Japan’s weather agency has declared a heatwave sweeping the country a natural disaster, warning that “unprecedented levels of heat” were being seen in some areas.
More than 30,000 people have been admitted to hospital with heat stroke, nearly half of them elderly, local daily Kyodo News reported.
Temperatures neared 40 degrees C on Tuesday in many cities, just off Monday’s record of 41.1 C in the city of Kumagaya northwest of the capital. Temperatures in central Tokyo, where an Olympic stadium is being built, hovered near 35 degrees C.
The broiling heat has also fueled worries for the safety of athletes and spectators at the Tokyo Summer Olympics in 2020.

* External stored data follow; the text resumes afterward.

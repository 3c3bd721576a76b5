//! Tree-walking interpreter for the AST

use crate::ast::Node;
use crate::diagnostics::{Error, Result};
use crate::lexer::{self, Token, TokenKind, TokenValue};
use crate::parser;

use super::env::Environment;
use super::host::Host;
use super::value::{self, BinaryOp, UnaryOp, Value};

/// Tree-walking interpreter
///
/// Borrows the environment rather than owning it: `load` and `exec` run
/// their nested programs through the same interpreter, so every level of
/// nesting reads and writes the same frames.
pub struct Interpreter<'a> {
    /// Variable environment
    env: &'a mut Environment,
    /// Output and file access
    host: &'a mut dyn Host,
}

impl<'a> Interpreter<'a> {
    /// Create a new interpreter
    pub fn new(env: &'a mut Environment, host: &'a mut dyn Host) -> Self {
        Interpreter { env, host }
    }

    /// Lex, parse and evaluate a program against the shared environment
    pub fn run(&mut self, source: &str) -> Result<Value> {
        let tokens = lexer::lex(source)?;
        let ast = parser::parse(&tokens)?;
        self.eval(&ast)
    }

    /// Evaluate a node, returning `Value::Nil` for statements
    pub fn eval(&mut self, node: &Node) -> Result<Value> {
        match node {
            Node::Scope(stmts) => {
                self.eval_scope(stmts)?;
                Ok(Value::Nil)
            }

            Node::Declaration { name, init } => {
                let name = ident(name)?;
                self.env.declare(name);
                if let Some(init) = init {
                    let val = self.eval(init)?;
                    self.env.write(name, val)?;
                }
                Ok(Value::Nil)
            }

            Node::If { cond, body } => {
                if self.eval(cond)?.is_truthy() {
                    self.eval(body)?;
                }
                Ok(Value::Nil)
            }

            Node::While { cond, body } => {
                while self.eval(cond)?.is_truthy() {
                    self.eval(body)?;
                }
                Ok(Value::Nil)
            }

            Node::Print(expr) => {
                let val = self.eval(expr)?;
                self.host.print(&val.to_string()).map_err(|e| Error::Output {
                    reason: e.to_string(),
                    line: expr.line(),
                })?;
                Ok(Value::Nil)
            }

            Node::Load(expr) => {
                let path = self.eval_string("load", expr)?;
                tracing::info!("Loading {:?}", path);
                let source = self.host.load(&path).map_err(|e| {
                    tracing::debug!("load of {:?} failed: {}", path, e);
                    Error::FileCouldNotBeLoaded { name: path.clone() }
                })?;
                self.run(&source)
            }

            Node::Exec(expr) => {
                let source = self.eval_string("exec", expr)?;
                tracing::info!("Executing {} bytes", source.len());
                self.run(&source)
            }

            Node::Assign { name, value } => {
                let val = self.eval(value)?;
                self.env.write(ident(name)?, val)?;
                Ok(Value::Nil)
            }

            Node::Binary { op, left, right } => {
                let lhs = self.eval(left)?;
                let rhs = self.eval(right)?;
                let bin_op = BinaryOp::from_token(op.kind)
                    .ok_or_else(|| malformed("binary operator", op))?;
                value::binary(bin_op, lhs, rhs, op.line)
            }

            Node::Unary { op, operand } => {
                let val = self.eval(operand)?;
                let un_op =
                    UnaryOp::from_token(op.kind).ok_or_else(|| malformed("unary operator", op))?;
                value::unary(un_op, val, op.line)
            }

            Node::Literal(token) => self.eval_literal(token),
        }
    }

    /// Run statements in a fresh frame; the frame is popped even on error
    fn eval_scope(&mut self, stmts: &[Node]) -> Result<()> {
        self.env.push();
        let result = stmts.iter().try_for_each(|stmt| self.eval(stmt).map(drop));
        self.env.pop();
        result
    }

    fn eval_string(&mut self, stmt: &'static str, expr: &Node) -> Result<String> {
        match self.eval(expr)? {
            Value::Str(s) => Ok(s),
            other => Err(Error::ExpectedString {
                stmt,
                found: other.type_name(),
                line: expr.line(),
            }),
        }
    }

    fn eval_literal(&self, token: &Token) -> Result<Value> {
        match (token.kind, &token.value) {
            (TokenKind::IntLit, Some(TokenValue::Int(n))) => Ok(Value::Int(*n)),
            (TokenKind::StringLit, Some(TokenValue::Str(s))) => Ok(Value::Str(s.clone())),
            (TokenKind::True, _) => Ok(Value::Bool(true)),
            (TokenKind::False, _) => Ok(Value::Bool(false)),
            (TokenKind::Ident, _) => self.env.read(ident(token)?),
            _ => Err(malformed("literal", token)),
        }
    }
}

fn ident(token: &Token) -> Result<&str> {
    token.name().ok_or_else(|| malformed("identifier", token))
}

/// A token in a position the parser never puts it, e.g. in a hand-built AST
fn malformed(expected: &str, token: &Token) -> Error {
    Error::Parse {
        expected: expected.to_string(),
        found: format!("`{}`", token),
        line: token.line,
    }
}

#[cfg(test)]
mod tests {
    use super::*;
    use crate::interp::CaptureHost;
    use pretty_assertions::assert_eq;

    #[test]
    fn test_scope_frame_is_popped_after_error() {
        let mut env = Environment::new();
        let mut host = CaptureHost::new();
        let mut interp = Interpreter::new(&mut env, &mut host);

        let err = interp.run("{ let a = 1; b = 2; }").unwrap_err();
        assert_eq!(err, Error::name_not_found("b"));
        assert_eq!(env.depth(), 1);
    }

    /// Host whose output channel is closed
    struct ClosedOutput;

    impl Host for ClosedOutput {
        fn print(&mut self, _text: &str) -> std::io::Result<()> {
            Err(std::io::Error::new(std::io::ErrorKind::BrokenPipe, "pipe closed"))
        }

        fn load(&mut self, path: &str) -> std::io::Result<String> {
            Err(std::io::Error::new(std::io::ErrorKind::NotFound, path.to_string()))
        }
    }

    #[test]
    fn test_print_failure_stops_evaluation() {
        let mut env = Environment::new();
        let mut host = ClosedOutput;
        let mut interp = Interpreter::new(&mut env, &mut host);

        let err = interp.run("let x = 1;\nprint x; x = 2;").unwrap_err();
        assert_eq!(
            err,
            Error::Output {
                reason: "pipe closed".into(),
                line: 2,
            }
        );
        assert_eq!(env.depth(), 1);
    }

    #[test]
    fn test_hand_built_literal_with_operator_token_is_rejected() {
        let mut env = Environment::new();
        let mut host = CaptureHost::new();
        let mut interp = Interpreter::new(&mut env, &mut host);

        let node = Node::Literal(Token::new(TokenKind::Plus, 3, None));
        assert!(matches!(interp.eval(&node), Err(Error::Parse { line: 3, .. })));
    }
}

In its bid documents to host the event, the city described the months of July and August as “having many days of mild and sunny weather” that “provide an ideal climate for athletes to perform”.
The heat is expected to ease slightly this week as a high pressure zone responsible for it moves west and east, allowing moist air to bring rain to some scorched areas, the Japan Meteorological Agency said.
Ambulances were dispatched around 3,125 times by Tokyo Fire Department on Sunday alone, making it its largest figure for a day since it started emergency services in 1936. As of Monday, 3,544 people were taken to hospitals by Tokyo’s ambulances due to heat exhaustion or heatstroke.